EXERCISE BRIEF. All that should be output is the block of lines below from the line with "(parallel mode only)." to the line with "if let Err(e)", both included, exactly as written.

- Opening Delimiter -

use std::collections::{BTreeSet, HashMap};

use crate::foundation::core::{FrameRGBA, TRANSPARENT_RGBA};

/// Palette slot reserved for fully transparent pixels in every encoded frame.
pub const TRANSPARENT_INDEX: u8 = 0;

const MAX_OPAQUE_COLORS: usize = 255;
const NEUQUANT_SAMPLE_FACTOR: i32 = 10;

/// A frame reduced to palette indices.
#[derive(Clone, Debug, PartialEq, Eq)]
pub struct IndexedFrame {
    /// RGB triples, at most 256 entries. Entry [`TRANSPARENT_INDEX`] is the transparent slot.
    pub palette: Vec<u8>,
    /// One palette index per pixel, row-major.
    pub indices: Vec<u8>,
}

impl IndexedFrame {
    /// Number of palette entries.
    pub fn palette_len(&self) -> usize {
        self.palette.len() / 3
    }

    /// RGB colour stored at palette index `i`.
    pub fn color(&self, i: u8) -> Option<[u8; 3]> {
        let i = usize::from(i) * 3;
        let c = self.palette.get(i..i + 3)?;
        Some([c[0], c[1], c[2]])
    }
}

/// Map `frame` onto a palette whose first entry is the transparent slot.
///
/// Pixels with zero alpha map to [`TRANSPARENT_INDEX`]; every other pixel is treated as opaque.
/// Frames with at most 255 distinct opaque colours get an exact, sorted palette. Larger colour
/// sets are reduced with NeuQuant.
pub fn index_frame(frame: &FrameRGBA) -> IndexedFrame {
    let mut colors = BTreeSet::new();
    for px in frame.data.chunks_exact(4) {
        if px[3] == 0 {
            continue;
        }
        colors.insert([px[0], px[1], px[2]]);
        if colors.len() > MAX_OPAQUE_COLORS {
            return index_quantized(frame);
        }
    }
    index_exact(frame, colors)
}

fn transparent_entry() -> [u8; 3] {
    [TRANSPARENT_RGBA[0], TRANSPARENT_RGBA[1], TRANSPARENT_RGBA[2]]
}

fn index_exact(frame: &FrameRGBA, colors: BTreeSet<[u8; 3]>) -> IndexedFrame {
    let mut palette = Vec::with_capacity((colors.len() + 1) * 3);
    palette.extend_from_slice(&transparent_entry());

    let mut lookup = HashMap::with_capacity(colors.len());
    for (slot, c) in (1u8..=u8::MAX).zip(colors) {
        palette.extend_from_slice(&c);
        lookup.insert(c, slot);
    }

    let indices = frame
        .data
        .chunks_exact(4)
        .map(|px| {
            if px[3] == 0 {
                return TRANSPARENT_INDEX;
            }
            lookup
                .get(&[px[0], px[1], px[2]])
                .copied()
                .unwrap_or(TRANSPARENT_INDEX)
        })
        .collect();

    IndexedFrame { palette, indices }
}

fn index_quantized(frame: &FrameRGBA) -> IndexedFrame {
    let opaque: Vec<u8> = frame
        .data
        .chunks_exact(4)
        .filter(|px| px[3] != 0)
        .flat_map(|px| [px[0], px[1], px[2], 0xFF])
        .collect();
    let nq = color_quant::NeuQuant::new(NEUQUANT_SAMPLE_FACTOR, MAX_OPAQUE_COLORS, &opaque);

    let mut palette = Vec::with_capacity((MAX_OPAQUE_COLORS + 1) * 3);
    palette.extend_from_slice(&transparent_entry());
    palette.extend_from_slice(&nq.color_map_rgb());

    let indices = frame
        .data
        .chunks_exact(4)
        .map(|px| {
            if px[3] == 0 {
                TRANSPARENT_INDEX
            } else {
                // NeuQuant indices are 0..255; shift past the transparent slot.
                (nq.index_of(&[px[0], px[1], px[2], 0xFF]) + 1) as u8
            }
        })
        .collect();

    IndexedFrame { palette, indices }
}

#[cfg(test)]
#[path = "../../tests/unit/encode/palette.rs"]
mod tests;
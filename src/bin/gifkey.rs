use std::path::PathBuf;
use std::process::ExitCode;

use clap::Parser;

#[derive(Parser, Debug)]
#[command(
    name = "gifkey",
    version,
    about = "Make the background of an animated GIF transparent by keying out a colour."
)]
struct Cli {
    /// Input GIF path.
    input: PathBuf,

    /// Output GIF path.
    output: PathBuf,

    /// Background colour to remove as R,G,B.
    #[arg(long, value_name = "R,G,B", default_value = "255,255,255", value_parser = parse_bg_color)]
    bg_color: [i32; 3],

    /// Per-channel tolerance for colour matching (0 = exact match). Higher values remove near colours.
    #[arg(long, default_value_t = 0, allow_negative_numbers = true)]
    tolerance: i32,

    /// Key frames in parallel.
    #[arg(long, default_value_t = false)]
    parallel: bool,

    /// Override rayon worker threads (parallel mode only).
    #[arg(long)]
    threads: Option<usize>,

    /// Increase log verbosity (-v info, -vv debug, -vvv trace). `RUST_LOG` overrides.
    #[arg(short, long, action = clap::ArgAction::Count)]
    verbose: u8,

    /// Log output format.
    #[arg(long, value_enum, default_value_t = gifkey::logging::LogFormat::Default)]
    log_format: gifkey::logging::LogFormat,
}

fn parse_bg_color(s: &str) -> Result<[i32; 3], gifkey::GifkeyError> {
    gifkey::parse_rgb(s)
}

fn main() -> ExitCode {
    let cli = Cli::parse();

    if let Err(e) = gifkey::logging::init(
        gifkey::logging::level_for_verbosity(cli.verbose),
        cli.log_format,
    ) {
        eprintln!("warning: {e}");
    }

    let opts = gifkey::KeyOpts {
        input: cli.input,
        output: cli.output,
        key: gifkey::ColorKey::new(cli.bg_color, cli.tolerance),
        threading: gifkey::KeyThreading {
            parallel: cli.parallel,
            threads: cli.threads,
        },
    };

    match gifkey::remove_background(&opts) {
        Ok(report) => {
            println!("Saved transparent GIF to: {}", report.output.display());
            ExitCode::SUCCESS
        }
        Err(e @ (gifkey::GifkeyError::InputNotFound(_) | gifkey::GifkeyError::EmptySequence)) => {
            println!("{e}");
            exit_code(&e)
        }
        Err(e) => {
            eprintln!("error: {:#}", anyhow::Error::new(e));
            ExitCode::FAILURE
        }
    }
}

fn exit_code(e: &gifkey::GifkeyError) -> ExitCode {
    ExitCode::from(u8::try_from(e.exit_code()).unwrap_or(1))
}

- Closing Delimiter -

RESPONSE AREA.
    /// Override rayon worker threads (parallel mode only).
    #[arg(long)]
    threads: Option<usize>,

    /// Increase log verbosity (-v info, -vv debug, -vvv trace). `RUST_LOG` overrides.
    #[arg(short, long, action = clap::ArgAction::Count)]
    verbose: u8,

    /// Log output format.
    #[arg(long, value_enum, default_value_t = gifkey::logging::LogFormat::Default)]
    log_format: gifkey::logging::LogFormat,
}

fn parse_bg_color(s: &str) -> Result<[i32; 3], gifkey::GifkeyError> {
    gifkey::parse_rgb(s)
}

fn main() -> ExitCode {
    let cli = Cli::parse();

    if let Err(e) = gifkey::logging::init(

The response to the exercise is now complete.